# [Available records]
━━━━
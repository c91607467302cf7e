//! Per-CPU alarm queue.
//!
//! Peripherals register an alarm once and then schedule it at absolute clock
//! values. The CPU loop asks for the earliest pending clock and dispatches
//! every alarm that has come due before (and after) interrupt handling.

use crate::clock::{CLOCK_MAX, Clock};

/// Handle to a registered alarm.
#[derive(Debug, Clone, Copy, PartialEq, Eq, Hash)]
pub struct AlarmId(usize);

impl AlarmId {
    /// Registration index, for hosts that keep handlers in a table.
    #[must_use]
    pub const fn index(self) -> usize {
        self.0
    }
}

#[derive(Debug, Clone)]
struct Alarm {
    name: &'static str,
    clk: Clock,
}

/// Min-time queue of alarms for one CPU clock domain.
///
/// An unscheduled alarm holds [`CLOCK_MAX`]. The earliest alarm is cached so
/// `next_pending_clock` is a field read.
#[derive(Debug, Clone)]
pub struct AlarmContext {
    name: &'static str,
    alarms: Vec<Alarm>,
    next: Option<usize>,
    next_clk: Clock,
}

impl AlarmContext {
    #[must_use]
    pub fn new(name: &'static str) -> Self {
        Self {
            name,
            alarms: Vec::new(),
            next: None,
            next_clk: CLOCK_MAX,
        }
    }

    /// Name of the owning clock domain.
    #[must_use]
    pub fn name(&self) -> &'static str {
        self.name
    }

    /// Register a new, unscheduled alarm.
    pub fn register(&mut self, name: &'static str) -> AlarmId {
        self.alarms.push(Alarm {
            name,
            clk: CLOCK_MAX,
        });
        AlarmId(self.alarms.len() - 1)
    }

    /// Name given at registration.
    #[must_use]
    pub fn alarm_name(&self, alarm: AlarmId) -> &'static str {
        self.alarms[alarm.0].name
    }

    /// Schedule `alarm` at absolute clock `clk`, replacing any earlier
    /// schedule.
    pub fn set(&mut self, alarm: AlarmId, clk: Clock) {
        self.alarms[alarm.0].clk = clk;
        if clk < self.next_clk {
            self.next = Some(alarm.0);
            self.next_clk = clk;
        } else if self.next == Some(alarm.0) {
            self.find_next();
        }
    }

    /// Remove `alarm` from the queue.
    pub fn unset(&mut self, alarm: AlarmId) {
        self.alarms[alarm.0].clk = CLOCK_MAX;
        if self.next == Some(alarm.0) {
            self.find_next();
        }
    }

    /// Unschedule every alarm.
    pub fn unset_all(&mut self) {
        for alarm in &mut self.alarms {
            alarm.clk = CLOCK_MAX;
        }
        self.next = None;
        self.next_clk = CLOCK_MAX;
    }

    /// Clock at which `alarm` is scheduled, if it is.
    #[must_use]
    pub fn pending(&self, alarm: AlarmId) -> Option<Clock> {
        let clk = self.alarms[alarm.0].clk;
        (clk != CLOCK_MAX).then_some(clk)
    }

    /// Earliest scheduled clock, or [`CLOCK_MAX`] if nothing is pending.
    #[must_use]
    pub fn next_pending_clock(&self) -> Clock {
        self.next_clk
    }

    /// Unschedule the earliest alarm if it is due at `clk`.
    ///
    /// Returns the alarm and how many cycles late it is being served.
    /// Alarms are one-shot: the handler re-arms them if it needs to run
    /// again.
    pub fn dispatch(&mut self, clk: Clock) -> Option<(AlarmId, Clock)> {
        if clk < self.next_clk {
            return None;
        }
        let index = self.next?;
        let offset = clk - self.next_clk;
        self.alarms[index].clk = CLOCK_MAX;
        self.find_next();
        Some((AlarmId(index), offset))
    }

    /// Subtract `sub` from every scheduled alarm.
    ///
    /// Called together with the owning clock's rebase so each alarm's
    /// distance from the current clock is unchanged.
    pub fn rebase(&mut self, sub: Clock) {
        for alarm in &mut self.alarms {
            if alarm.clk != CLOCK_MAX {
                alarm.clk = alarm.clk.saturating_sub(sub);
            }
        }
        self.find_next();
    }

    fn find_next(&mut self) {
        self.next = None;
        self.next_clk = CLOCK_MAX;
        for (index, alarm) in self.alarms.iter().enumerate() {
            if alarm.clk < self.next_clk {
                self.next = Some(index);
                self.next_clk = alarm.clk;
            }
        }
    }
}
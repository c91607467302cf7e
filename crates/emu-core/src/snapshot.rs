//! Binary snapshot framing.
//!
//! A snapshot is a sequence of modules. Each module starts with a 16-byte
//! NUL-padded name, a major and minor version byte, and a little-endian
//! dword holding the module size including this 22-byte header.

use thiserror::Error;

const NAME_LEN: usize = 16;
const HEADER_LEN: usize = NAME_LEN + 2 + 4;

/// Errors raised while reading a snapshot.
///
/// A CPU whose snapshot read fails must be reset before it is stepped again.
#[derive(Debug, Error, Clone, PartialEq, Eq)]
pub enum SnapshotError {
    #[error("snapshot truncated at offset {offset}")]
    UnexpectedEof { offset: usize },
    #[error("expected module {expected:?}, found {found:?}")]
    ModuleNameMismatch { expected: String, found: String },
    #[error("module {module} has unsupported version {major}.{minor}")]
    UnsupportedVersion {
        module: String,
        major: u8,
        minor: u8,
    },
    #[error("invalid value {value:#x} for {field}")]
    InvalidValue { field: &'static str, value: u32 },
}

/// Start of a module being written; passed back to [`SnapshotWriter::end_module`].
#[derive(Debug, Clone, Copy)]
#[must_use]
pub struct ModuleMark(usize);

/// Little-endian snapshot writer.
#[derive(Debug, Default)]
pub struct SnapshotWriter {
    buf: Vec<u8>,
}

impl SnapshotWriter {
    #[must_use]
    pub fn new() -> Self {
        Self::default()
    }

    /// Write a module header. The size field is patched by `end_module`.
    pub fn begin_module(&mut self, name: &str, major: u8, minor: u8) -> ModuleMark {
        let start = self.buf.len();
        let mut padded = [0u8; NAME_LEN];
        let bytes = name.as_bytes();
        let len = bytes.len().min(NAME_LEN);
        padded[..len].copy_from_slice(&bytes[..len]);
        self.buf.extend_from_slice(&padded);
        self.buf.push(major);
        self.buf.push(minor);
        self.buf.extend_from_slice(&[0; 4]);
        ModuleMark(start)
    }

    pub fn end_module(&mut self, mark: ModuleMark) {
        let size = (self.buf.len() - mark.0) as u32;
        let at = mark.0 + NAME_LEN + 2;
        self.buf[at..at + 4].copy_from_slice(&size.to_le_bytes());
    }

    pub fn write_byte(&mut self, value: u8) {
        self.buf.push(value);
    }

    pub fn write_word(&mut self, value: u16) {
        self.buf.extend_from_slice(&value.to_le_bytes());
    }

    pub fn write_dword(&mut self, value: u32) {
        self.buf.extend_from_slice(&value.to_le_bytes());
    }

    pub fn write_bytes(&mut self, bytes: &[u8]) {
        self.buf.extend_from_slice(bytes);
    }

    #[must_use]
    pub fn len(&self) -> usize {
        self.buf.len()
    }

    #[must_use]
    pub fn is_empty(&self) -> bool {
        self.buf.is_empty()
    }

    #[must_use]
    pub fn finish(self) -> Vec<u8> {
        self.buf
    }
}

/// Little-endian snapshot reader over a borrowed buffer.
#[derive(Debug)]
pub struct SnapshotReader<'a> {
    data: &'a [u8],
    pos: usize,
}

impl<'a> SnapshotReader<'a> {
    #[must_use]
    pub fn new(data: &'a [u8]) -> Self {
        Self { data, pos: 0 }
    }

    /// Current read offset.
    #[must_use]
    pub fn position(&self) -> usize {
        self.pos
    }

    fn take(&mut self, len: usize) -> Result<&'a [u8], SnapshotError> {
        let end = self.pos.checked_add(len).filter(|&end| end <= self.data.len());
        let Some(end) = end else {
            return Err(SnapshotError::UnexpectedEof {
                offset: self.data.len(),
            });
        };
        let bytes = &self.data[self.pos..end];
        self.pos = end;
        Ok(bytes)
    }

    /// Read and check a module header, returning its version.
    pub fn open_module(&mut self, name: &str) -> Result<(u8, u8), SnapshotError> {
        let header = self.take(HEADER_LEN)?;
        let raw_name = &header[..NAME_LEN];
        let found_len = raw_name.iter().position(|&b| b == 0).unwrap_or(NAME_LEN);
        let found = &raw_name[..found_len];
        let expected = &name.as_bytes()[..name.len().min(NAME_LEN)];
        if found != expected {
            return Err(SnapshotError::ModuleNameMismatch {
                expected: name.to_owned(),
                found: String::from_utf8_lossy(found).into_owned(),
            });
        }
        Ok((header[NAME_LEN], header[NAME_LEN + 1]))
    }

    pub fn read_byte(&mut self) -> Result<u8, SnapshotError> {
        Ok(self.take(1)?[0])
    }

    pub fn read_word(&mut self) -> Result<u16, SnapshotError> {
        let b = self.take(2)?;
        Ok(u16::from_le_bytes([b[0], b[1]]))
    }

    pub fn read_dword(&mut self) -> Result<u32, SnapshotError> {
        let b = self.take(4)?;
        Ok(u32::from_le_bytes([b[0], b[1], b[2], b[3]]))
    }

    pub fn read_bytes(&mut self, out: &mut [u8]) -> Result<(), SnapshotError> {
        out.copy_from_slice(self.take(out.len())?);
        Ok(())
    }
}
━━━━
# [Task instructions]
Beginning with the top line of the data above, output every line exactly until the one that contains "is cached so", and include that one too.

# [Response to the exercise]
repository c91607467302cf7e
//! Per-CPU alarm queue.
//!
//! Peripherals register an alarm once and then schedule it at absolute clock
//! values. The CPU loop asks for the earliest pending clock and dispatches
//! every alarm that has come due before (and after) interrupt handling.

use crate::clock::{CLOCK_MAX, Clock};

/// Handle to a registered alarm.
#[derive(Debug, Clone, Copy, PartialEq, Eq, Hash)]
pub struct AlarmId(usize);

impl AlarmId {
    /// Registration index, for hosts that keep handlers in a table.
    #[must_use]
    pub const fn index(self) -> usize {
        self.0
    }
}

#[derive(Debug, Clone)]
struct Alarm {
    name: &'static str,
    clk: Clock,
}

/// Min-time queue of alarms for one CPU clock domain.
///
/// An unscheduled alarm holds [`CLOCK_MAX`]. The earliest alarm is cached so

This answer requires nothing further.